España y Uruguay forman equipo para renovar su cooperación
El catedrático también habló de que España y Uruguay son dos casos de renovación en cooperación internacional. En ese sentido, dijo que España tiene una cooperación basada en derechos y feminista, alineada con la Agenda 2030, el Acuerdo de París y el marco europeo y multilateral.

«Uruguay es, en ese terreno, algo más que un socio. Es un país que ha convertido su condición dual —oferente y receptor a la vez— en una posición y en una política. Y lo hace desde una escala modesta, lo que vuelve su caso más significativo: donde otros compran influencia, Uruguay ofrece capacidades».

La expresión más reciente de esta apuesta es la Alianza para el Desarrollo Sostenible España-Uruguay 2025-2030, acordada en el marco de la Alianza País suscrita por ambos Gobiernos en julio de 2025. «Su innovación reside, sobre todo, en su arquitectura y visión.
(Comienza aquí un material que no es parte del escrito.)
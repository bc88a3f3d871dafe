//! Text embedding formats
//!
//! GloVe files hold one `word v1 v2 ...` row per line. fastText `.vec` files
//! use the same rows after a `<count> <dimension>` header line.

use std::io::BufRead;

use crate::loaders::WordVectors;

pub fn read_glove<R: BufRead>(reader: R) -> Result<WordVectors, String> {
    read_rows(reader, false)
}

pub fn read_fasttext<R: BufRead>(reader: R) -> Result<WordVectors, String> {
    read_rows(reader, true)
}

fn read_rows<R: BufRead>(reader: R, has_header: bool) -> Result<WordVectors, String> {
    let mut vectors = WordVectors::new();
    let mut dimension: Option<usize> = None;
    let mut header_pending = has_header;

    for (index, line) in reader.lines().enumerate() {
        let line_no = index + 1;
        let line = line.map_err(|e| format!("line {}: {}", line_no, e))?;
        let line = line.trim_end();
        if line.is_empty() {
            continue;
        }

        if header_pending {
            header_pending = false;
            dimension = Some(parse_header(line).map_err(|e| format!("line {}: {}", line_no, e))?);
            continue;
        }

        // Words never contain ASCII spaces, but may contain other whitespace
        let mut fields = line.split(' ').filter(|field| !field.is_empty());
        let word = match fields.next() {
            Some(word) => word.to_string(),
            None => continue,
        };
        let vector = fields
            .map(|field| field.parse::<f32>())
            .collect::<Result<Vec<f32>, _>>()
            .map_err(|e| format!("line {}: invalid component for '{}': {}", line_no, word, e))?;

        match dimension {
            Some(expected) if expected != vector.len() => {
                return Err(format!(
                    "line {}: '{}' has {} components, expected {}",
                    line_no,
                    word,
                    vector.len(),
                    expected
                ));
            }
            Some(_) => {}
            None => dimension = Some(vector.len()),
        }

        vectors.insert(word, vector);
    }

    if header_pending {
        return Err("missing header line".to_string());
    }

    Ok(vectors)
}

fn parse_header(line: &str) -> Result<usize, String> {
    let fields: Vec<&str> = line.split_whitespace().collect();
    match fields.as_slice() {
        [count, dimension] => {
            count
                .parse::<usize>()
                .map_err(|_| format!("malformed header '{}'", line))?;
            match dimension.parse::<usize>() {
                Ok(dimension) if dimension > 0 => Ok(dimension),
                _ => Err(format!("malformed header '{}'", line)),
            }
        }
        _ => Err(format!("malformed header '{}'", line)),
    }
}
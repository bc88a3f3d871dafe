//! Word Vector Server Library
//!
//! HTTP server for precomputed word embeddings, with per-language models,
//! unknown word handling and hot reload.

pub mod handlers;
pub mod loaders;
pub mod models;
pub mod protocol;
pub mod server;

// Re-exports
pub use handlers::RequestHandlers;
pub use loaders::{EmbeddingLoader, FileLoader, VectorFormat, VectorSource};
pub use models::{EmbeddingStore, ModelRegistry, Vector, VectorError, VectorResult};
pub use protocol::{VectorsResponse, WordsRequest};
pub use server::{start_hyper_http_server, ServerConfig, WordVectorServer};
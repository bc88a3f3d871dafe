//! word2vec binary format
//!
//! ```text
//! <count> <dimension>\n
//! <word> <dimension little-endian f32>...
//! ```
//!
//! Entries may be separated by a newline, which belongs to neither the word
//! nor the vector.

use std::io::BufRead;

use crate::loaders::WordVectors;

/// Largest vector length accepted from a header
pub const MAX_DIMENSION: usize = 1 << 16;

pub fn read_binary<R: BufRead>(mut reader: R) -> Result<WordVectors, String> {
    let mut header = String::new();
    reader
        .read_line(&mut header)
        .map_err(|e| format!("failed to read header: {}", e))?;
    let (count, dimension) = parse_header(&header)?;

    // The header is untrusted until the entries are actually read
    let mut vectors = WordVectors::with_capacity(count.min(1 << 20));
    let mut word_bytes = Vec::new();
    let vector_len = dimension
        .checked_mul(4)
        .ok_or_else(|| format!("malformed header '{}'", header.trim_end()))?;
    let mut vector_bytes = vec![0u8; vector_len];

    for index in 0..count {
        word_bytes.clear();
        let read = reader
            .read_until(b' ', &mut word_bytes)
            .map_err(|e| format!("failed to read word {}: {}", index, e))?;
        if read == 0 || word_bytes.last() != Some(&b' ') {
            return Err(format!(
                "unexpected end of file after {} of {} words",
                index, count
            ));
        }
        word_bytes.pop();

        let start = word_bytes
            .iter()
            .position(|&b| b != b'\n' && b != b'\r')
            .unwrap_or(word_bytes.len());
        let word = String::from_utf8_lossy(&word_bytes[start..]).into_owned();

        reader
            .read_exact(&mut vector_bytes)
            .map_err(|e| format!("truncated vector for '{}': {}", word, e))?;
        let vector = vector_bytes
            .chunks_exact(4)
            .map(|b| f32::from_le_bytes([b[0], b[1], b[2], b[3]]))
            .collect();

        vectors.insert(word, vector);
    }

    Ok(vectors)
}

fn parse_header(header: &str) -> Result<(usize, usize), String> {
    let mut fields = header.split_whitespace();
    let count = fields.next().and_then(|s| s.parse::<usize>().ok());
    let dimension = fields.next().and_then(|s| s.parse::<usize>().ok());

    match (count, dimension, fields.next()) {
        (Some(count), Some(dimension), None) if dimension > 0 && dimension <= MAX_DIMENSION => {
            Ok((count, dimension))
        }
        _ => Err(format!("malformed header '{}'", header.trim_end())),
    }
}
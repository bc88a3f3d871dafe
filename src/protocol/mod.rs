//! Wire protocol
//!
//! JSON bodies exchanged over HTTP. The handlers produce and consume these
//! types directly; only `server::hyper_server` knows about HTTP itself.

pub mod http;

pub use http::{
    HealthResponse, HttpErrorResponse, OrderedVectors, ReloadRequest, UnknownWordsResponse,
    VectorsResponse, WordVectorResponse, WordsRequest,
};
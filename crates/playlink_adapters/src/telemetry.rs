use std::path::PathBuf;

use directories::ProjectDirs;
use tracing::subscriber::set_global_default;
use tracing_appender::non_blocking::WorkerGuard;
use tracing_log::LogTracer;
use tracing_subscriber::{fmt, layer::SubscriberExt, EnvFilter, Registry};

/// Directory holding the rolling log files
pub fn log_dir() -> PathBuf {
    ProjectDirs::from("com", "playlink", "playlink")
        .map(|d| d.data_local_dir().join("logs"))
        .unwrap_or_else(|| PathBuf::from("logs"))
}

/// `RUST_LOG` when set, otherwise `default_level`
pub fn env_filter(default_level: &str) -> EnvFilter {
    EnvFilter::try_from_default_env().unwrap_or_else(|_| EnvFilter::new(default_level))
}

/// Install the global subscriber: pretty stdout plus a daily log file.
///
/// `RUST_LOG` wins over `default_level` when set. Keep the returned guard
/// alive for the lifetime of the process so buffered lines get flushed.
pub fn init_subscriber(name: &str, default_level: &str) -> WorkerGuard {
    LogTracer::init().expect("failed to initialize log tracer bridge");

    let env_filter = env_filter(default_level);

    let formatting_layer = fmt::layer().with_target(false).pretty();

    let file_appender = tracing_appender::rolling::daily(log_dir(), format!("{}.log", name));
    let (non_blocking, guard) = tracing_appender::non_blocking(file_appender);

    let file_layer = fmt::layer().with_ansi(false).with_writer(non_blocking);

    let subscriber = Registry::default()
        .with(env_filter)
        .with(formatting_layer)
        .with(file_layer);

    set_global_default(subscriber).expect("failed to set global tracing subscriber");

    guard
}
use std::fmt;
use std::time::Duration;

use thiserror::Error;

/// Detailed authentication error information
#[derive(Debug, Clone, PartialEq, Eq)]
pub enum AuthError {
    Network(String),
    InvalidCredential,
    AlreadyRegistered,
    AccountNotFound,
    Unknown(String),
}

impl fmt::Display for AuthError {
    fn fmt(&self, f: &mut fmt::Formatter<'_>) -> fmt::Result {
        match self {
            Self::Network(msg) => write!(f, "network failure: {}", msg),
            Self::InvalidCredential => write!(f, "invalid email or password"),
            Self::AlreadyRegistered => write!(f, "account already registered"),
            Self::AccountNotFound => write!(f, "account not found"),
            Self::Unknown(msg) => write!(f, "{}", msg),
        }
    }
}

#[derive(Debug, Error)]
pub enum Error {
    #[error("authentication failed: {0}")]
    Auth(AuthError),

    #[error("not logged in")]
    NotLoggedIn,

    #[error("network error: {0}")]
    Network(String),

    #[error("request timed out after {0:?}")]
    Timeout(Duration),

    #[error("service error {code}: {message}")]
    Api { code: String, message: String },

    #[error("cloud script '{function}' failed: {message}")]
    Script { function: String, message: String },

    #[error("invalid response from server: {0}")]
    InvalidServerResponse(String),

    #[error("preference storage error: {0}")]
    PreferenceStorage(String),

    #[error("io error: {0}")]
    Io(#[from] std::io::Error),

    #[error("{0}")]
    Other(String),
}

impl Error {
    /// Folds a non-auth failure from an identity call into the auth taxonomy.
    pub fn into_auth(self) -> AuthError {
        match self {
            Error::Auth(e) => e,
            Error::Network(msg) => AuthError::Network(msg),
            Error::Timeout(after) => AuthError::Network(format!("timed out after {:?}", after)),
            other => AuthError::Unknown(other.to_string()),
        }
    }
}

impl From<AuthError> for Error {
    fn from(e: AuthError) -> Self {
        Error::Auth(e)
    }
}

impl From<String> for Error {
    fn from(s: String) -> Self {
        Error::Other(s)
    }
}

impl From<&str> for Error {
    fn from(s: &str) -> Self {
        Error::Other(s.to_string())
    }
}
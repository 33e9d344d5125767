use std::sync::Arc;

use serde_json::Value;
use tokio::sync::Mutex;
use tracing::{info, instrument, warn};

use crate::config::Settings;
use crate::entities::{Credential, DeviceId, LoginOutcome, PlayerStats, Session, SessionState};
use crate::error::Error;
use crate::ports::{DeviceInfo, IdentityService, PreferenceStore, ScriptService, StatisticsService};
use crate::session::SessionContext;
use crate::use_cases::{AuthClient, CredentialStore, ScriptInvoker, StatsCache, StatsSyncClient};

/// Entry point handed to UI collaborators.
///
/// Owns the session context and composes the auth, stats and script
/// clients. Every successful login is followed by a stats pull; the
/// login and its pull run as one unit, so overlapping logins cannot leave
/// an earlier player's stats in the cache.
pub struct SessionManager<I, S, X, P>
where
    I: IdentityService,
    S: StatisticsService,
    X: ScriptService,
    P: PreferenceStore,
{
    context: Arc<SessionContext>,
    login_lock: Mutex<()>,
    prefs: Arc<P>,
    credentials: CredentialStore<P>,
    auth: AuthClient<I, P>,
    stats: StatsSyncClient<S, P>,
    scripts: ScriptInvoker<X>,
}
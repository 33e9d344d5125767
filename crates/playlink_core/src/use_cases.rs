use std::future::Future;
use std::time::Duration;

use crate::error::Error;

mod auth;
mod credentials;
mod script;
mod session_manager;
mod stats_sync;

#[cfg(test)]
pub(crate) mod fakes;

pub use auth::AuthClient;
pub use credentials::{CredentialStore, EMAIL_KEY, PASSWORD_KEY};
pub use script::{message_value, ScriptInvoker, MESSAGE_VALUE_KEY};
pub use session_manager::SessionManager;
pub use stats_sync::{StatsCache, StatsSyncClient, MONEY_KEY, SHAFTS_KEY};

/// Bound a remote call by `limit`.
pub(crate) async fn with_timeout<T, F>(limit: Duration, call: F) -> Result<T, Error>
where
    F: Future<Output = Result<T, Error>>,
{
    tokio::time::timeout(limit, call)
        .await
        .map_err(|_| Error::Timeout(limit))?
}
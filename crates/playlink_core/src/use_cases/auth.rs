use std::sync::Arc;
use std::time::Duration;

use tracing::{error, info, instrument, warn};

use crate::config::RegistrationFallback;
use crate::entities::{Credential, DeviceId, Session};
use crate::error::{AuthError, Error};
use crate::ports::{IdentityService, PreferenceStore};
use crate::session::SessionContext;
use crate::use_cases::{with_timeout, CredentialStore};

/// Drives the login flow against the identity service:
/// - email/password login with registration fallback
/// - anonymous device login
/// - linking an email login to the current account
pub struct AuthClient<I, P>
where
    I: IdentityService,
    P: PreferenceStore,
{
    identity: Arc<I>,
    credentials: CredentialStore<P>,
    context: Arc<SessionContext>,
    fallback: RegistrationFallback,
    timeout: Duration,
}

impl<I, P> AuthClient<I, P>
where
    I: IdentityService,
    P: PreferenceStore,
{
    pub fn new(
        identity: Arc<I>,
        credentials: CredentialStore<P>,
        context: Arc<SessionContext>,
        fallback: RegistrationFallback,
        timeout: Duration,
    ) -> Self {
        Self {
            identity,
            credentials,
            context,
            fallback,
            timeout,
        }
    }

    /// Log in with an email credential, registering it when login fails.
    ///
    /// With the default `Always` policy the registration is attempted after
    /// any failure, network errors included, so a transient outage can look
    /// like a first run. The credential is saved on success.
    #[instrument(skip(self, credential), fields(email = %credential.email))]
    pub async fn login_with_stored(&self, credential: &Credential) -> Result<Session, AuthError> {
        let attempt = self.context.begin_auth().await;

        match self.login_or_register(credential).await {
            Ok(session) => {
                info!(player_id = %session.player_id, method = ?session.method, "login successful");
                if let Err(e) = self.credentials.save(credential).await {
                    warn!(error = %e, "failed to persist credential");
                }
                attempt.succeed(session.clone());
                Ok(session)
            }
            Err(e) => {
                attempt.fail();
                Err(e)
            }
        }
    }

    /// Log in with the device identifier, creating the account on first use.
    #[instrument(skip(self), fields(platform = %device.platform))]
    pub async fn login_anonymous(&self, device: &DeviceId) -> Result<Session, AuthError> {
        let attempt = self.context.begin_auth().await;

        match with_timeout(self.timeout, self.identity.login_with_device(device)).await {
            Ok(session) => {
                info!(player_id = %session.player_id, newly_created = session.newly_created, "device login successful");
                attempt.succeed(session.clone());
                Ok(session)
            }
            Err(e) => {
                let e = e.into_auth();
                error!(error = %e, "device login failed");
                attempt.fail();
                Err(e)
            }
        }
    }

    /// Attach an email login to the current account and save it locally.
    #[instrument(skip(self, credential), fields(email = %credential.email))]
    pub async fn add_login(&self, credential: &Credential) -> Result<(), Error> {
        let session = self.context.require_session()?;

        with_timeout(
            self.timeout,
            self.identity.add_username_password(&session, credential),
        )
        .await
        .map_err(|e| {
            error!(error = %e, "adding email login failed");
            Error::Auth(e.into_auth())
        })?;

        info!("email login added");
        self.credentials.save(credential).await
    }

    async fn login_or_register(&self, credential: &Credential) -> Result<Session, AuthError> {
        let login_error =
            match with_timeout(self.timeout, self.identity.login_with_email(credential)).await {
                Ok(session) => return Ok(session),
                Err(e) => e.into_auth(),
            };

        warn!(error = %login_error, "email login failed");

        if !self.should_register(&login_error) {
            return Err(login_error);
        }

        info!("attempting registration with the same credential");
        with_timeout(self.timeout, self.identity.register(credential))
            .await
            .map_err(|e| {
                let e = e.into_auth();
                error!(error = %e, "registration failed");
                e
            })
    }

    fn should_register(&self, login_error: &AuthError) -> bool {
        match self.fallback {
            RegistrationFallback::Always => true,
            RegistrationFallback::AccountNotFound => {
                matches!(login_error, AuthError::AccountNotFound)
            }
            RegistrationFallback::Never => false,
        }
    }
}
use playlink_core::entities::{DeviceId, DevicePlatform};
use playlink_core::ports::DeviceInfo;
use playlink_core::Error;
use sha1::{Digest, Sha1};

/// Device identity derived from the host machine
#[derive(Debug, Clone)]
pub struct HostDeviceInfo {
    platform: DevicePlatform,
    id: Option<String>,
}

impl HostDeviceInfo {
    pub fn new() -> Self {
        Self {
            platform: current_platform(),
            id: None,
        }
    }

    /// Use a fixed identifier instead of hashing host details
    pub fn with_id(platform: DevicePlatform, id: String) -> Self {
        Self {
            platform,
            id: Some(id),
        }
    }
}

impl Default for HostDeviceInfo {
    fn default() -> Self {
        Self::new()
    }
}

impl DeviceInfo for HostDeviceInfo {
    fn device_id(&self) -> Result<DeviceId, Error> {
        let id = match &self.id {
            Some(id) if id.trim().is_empty() => {
                return Err(Error::Other("device id must not be empty".to_string()))
            }
            Some(id) => id.clone(),
            None => make_device_id(),
        };
        Ok(DeviceId::new(self.platform, id))
    }
}

fn current_platform() -> DevicePlatform {
    if cfg!(target_os = "android") {
        DevicePlatform::Android
    } else if cfg!(target_os = "ios") {
        DevicePlatform::Ios
    } else {
        DevicePlatform::Desktop
    }
}

/// Stable machine identifier: SHA1 of hostname + username + OS,
/// prefixed with a one-byte checksum.
fn make_device_id() -> String {
    let hostname = hostname::get()
        .map(|h| h.to_string_lossy().to_string())
        .unwrap_or_else(|_| "unknown".to_string());

    let username = whoami::username();
    let os_info = std::env::consts::OS;

    let mut hasher = Sha1::new();
    hasher.update(format!("{}{}{}", hostname, username, os_info).as_bytes());
    let digest = hasher.finalize();

    let mut bytes = [0u8; 9];
    bytes[1..].copy_from_slice(&digest[0..8]);

    // Checksum byte: negated wrapping sum of the hash bytes
    bytes[0] = bytes[1..]
        .iter()
        .fold(0u8, |acc, &b| acc.wrapping_add(b))
        .wrapping_neg();

    hex::encode(bytes)
}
Se plantea como una cooperación transformadora, horizontal e innovadora, organizada en torno a la corresponsabilidad, el aprendizaje mutuo y la puesta en común de capacidades».

Allí mencionó el trabajo sobre problemas compartidos entre ambos países, como la inclusión democrática, la igualdad de género y sistemas de cuidados, la cohesión social y territorial y las economías sostenibles e innovadoras, que constituyen agendas abiertas en ambos países.

También hizo referencia al papel regional de Uruguay en Cooperación Sur-Sur y Triangular, con el desarrollo de proyectos en el marco del Fondo Conjunto Uruguay-México, lo que calificó como un buen ejemplo de cooperación entre pares. Mencionó, también, el trabajo con el Programa de las Naciones Unidas para el Desarrollo, que articula una cooperación multilateral en referencia a las prioridades nacionales.

Agenda entre Uruguay y África
Además, mencionó el acercamiento de Uruguay a África, que abre una dimensión interregional poco explorada, con la misión a la Unión Africana de agosto de 2026 y la cumbre prevista al margen del Debate General de la Asamblea General, con agendas de salud, biotecnología, gobierno electrónico, seguridad alimentaria y energías renovables.

«España mantiene su compromiso en un entorno europeo que se repliega; Uruguay opera con recursos limitados en una región donde varios de sus vecinos han abandonado la cooperación por deriva ideológica. Pero ambos muestran que una cooperación fundada en la corresponsabilidad, medida de otro modo y construida con más actores que los Gobiernos, resiste mejor los vientos en contra», afirmó.

Expresó: «Si hay algo que hemos aprendido en este año difícil es que la cooperación no se defenderá invocando los consensos del pasado. Solo se sostendrá si somos capaces de rehacerlos, aquí y ahora, con quienes estén dispuestos a hacerlo. Uruguay ha decidido estarlo. Ese es, creo, un motivo de esperanza».

Resaltó también las alianzas, que también se examinaron en esta edición de Uruguay Coopera como la construcción de alianzas entre países que se reconocen como iguales, entre Gobiernos y universidades, la sociedad civil, la filantropía y las empresas, «lo que expresa una nueva inteligencia política en un planeta compartido».